Extracted material Start Marker

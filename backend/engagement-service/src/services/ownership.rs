/// Ownership guard for owned content.
///
/// Runs after existence is confirmed (NotFound wins over Unauthorized) and
/// before any mutation is applied.
use uuid::Uuid;

use crate::domain::models::{Comment, Tweet, Video};
use crate::error::{ServiceError, ServiceResult};

/// Content with a single accountable owner.
pub trait Owned {
    fn owner_id(&self) -> Uuid;
    fn kind() -> &'static str;
}

impl Owned for Video {
    fn owner_id(&self) -> Uuid {
        self.owner_id
    }
    fn kind() -> &'static str {
        "video"
    }
}

impl Owned for Tweet {
    fn owner_id(&self) -> Uuid {
        self.owner_id
    }
    fn kind() -> &'static str {
        "tweet"
    }
}

impl Owned for Comment {
    fn owner_id(&self) -> Uuid {
        self.owner_id
    }
    fn kind() -> &'static str {
        "comment"
    }
}

/// Allow iff the acting identity owns the resource.
pub fn ensure_owner<R: Owned>(actor_id: Uuid, resource: &R) -> ServiceResult<()> {
    if resource.owner_id() == actor_id {
        Ok(())
    } else {
        Err(ServiceError::Unauthorized(format!(
            "actor is not the owner of this {}",
            R::kind()
        )))
    }
}
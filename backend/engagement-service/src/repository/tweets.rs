use async_trait::async_trait;
use sqlx::PgPool;
use uuid::Uuid;

use crate::domain::models::Tweet;
use crate::error::ServiceResult;
use crate::repository::traits::TweetStore;

/// Postgres repository for Tweet operations
#[derive(Clone)]
pub struct PgTweetRepository {
    pool: PgPool,
}

impl PgTweetRepository {
    pub fn new(pool: PgPool) -> Self {
        Self { pool }
    }
}

#[async_trait]
impl TweetStore for PgTweetRepository {
    async fn insert_tweet(&self, tweet: &Tweet) -> ServiceResult<()> {
        sqlx::query(
            r#"
            INSERT INTO tweets (id, owner_id, content, created_at, updated_at)
            VALUES ($1, $2, $3, $4, $5)
            "#,
        )
        .bind(tweet.id)
        .bind(tweet.owner_id)
        .bind(&tweet.content)
        .bind(tweet.created_at)
        .bind(tweet.updated_at)
        .execute(&self.pool)
        .await?;

        Ok(())
    }

    async fn find_tweet(&self, id: Uuid) -> ServiceResult<Option<Tweet>> {
        let tweet = sqlx::query_as::<_, Tweet>(
            r#"
            SELECT id, owner_id, content, created_at, updated_at
            FROM tweets
            WHERE id = $1
            "#,
        )
        .bind(id)
        .fetch_optional(&self.pool)
        .await?;

        Ok(tweet)
    }

    async fn update_tweet(&self, tweet: &Tweet) -> ServiceResult<()> {
        sqlx::query(
            r#"
            UPDATE tweets
            SET content = $2, updated_at = NOW()
            WHERE id = $1
            "#,
        )
        .bind(tweet.id)
        .bind(&tweet.content)
        .execute(&self.pool)
        .await?;

        Ok(())
    }

    async fn delete_tweet(&self, id: Uuid) -> ServiceResult<bool> {
        let result = sqlx::query("DELETE FROM tweets WHERE id = $1")
            .bind(id)
            .execute(&self.pool)
            .await?;

        Ok(result.rows_affected() > 0)
    }

    async fn tweets_by_owner(&self, owner_id: Uuid) -> ServiceResult<Vec<Tweet>> {
        let tweets = sqlx::query_as::<_, Tweet>(
            r#"
            SELECT id, owner_id, content, created_at, updated_at
            FROM tweets
            WHERE owner_id = $1
            ORDER BY created_at DESC
            "#,
        )
        .bind(owner_id)
        .fetch_all(&self.pool)
        .await?;

        Ok(tweets)
    }
}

Extracted material End Marker

**Problem**
Go through the records and pull out each line that includes the word "sqlx".

**Finished exercise**
use sqlx::PgPool;
        sqlx::query(
        let tweet = sqlx::query_as::<_, Tweet>(
        sqlx::query(
        let result = sqlx::query("DELETE FROM tweets WHERE id = $1")
        let tweets = sqlx::query_as::<_, Tweet>(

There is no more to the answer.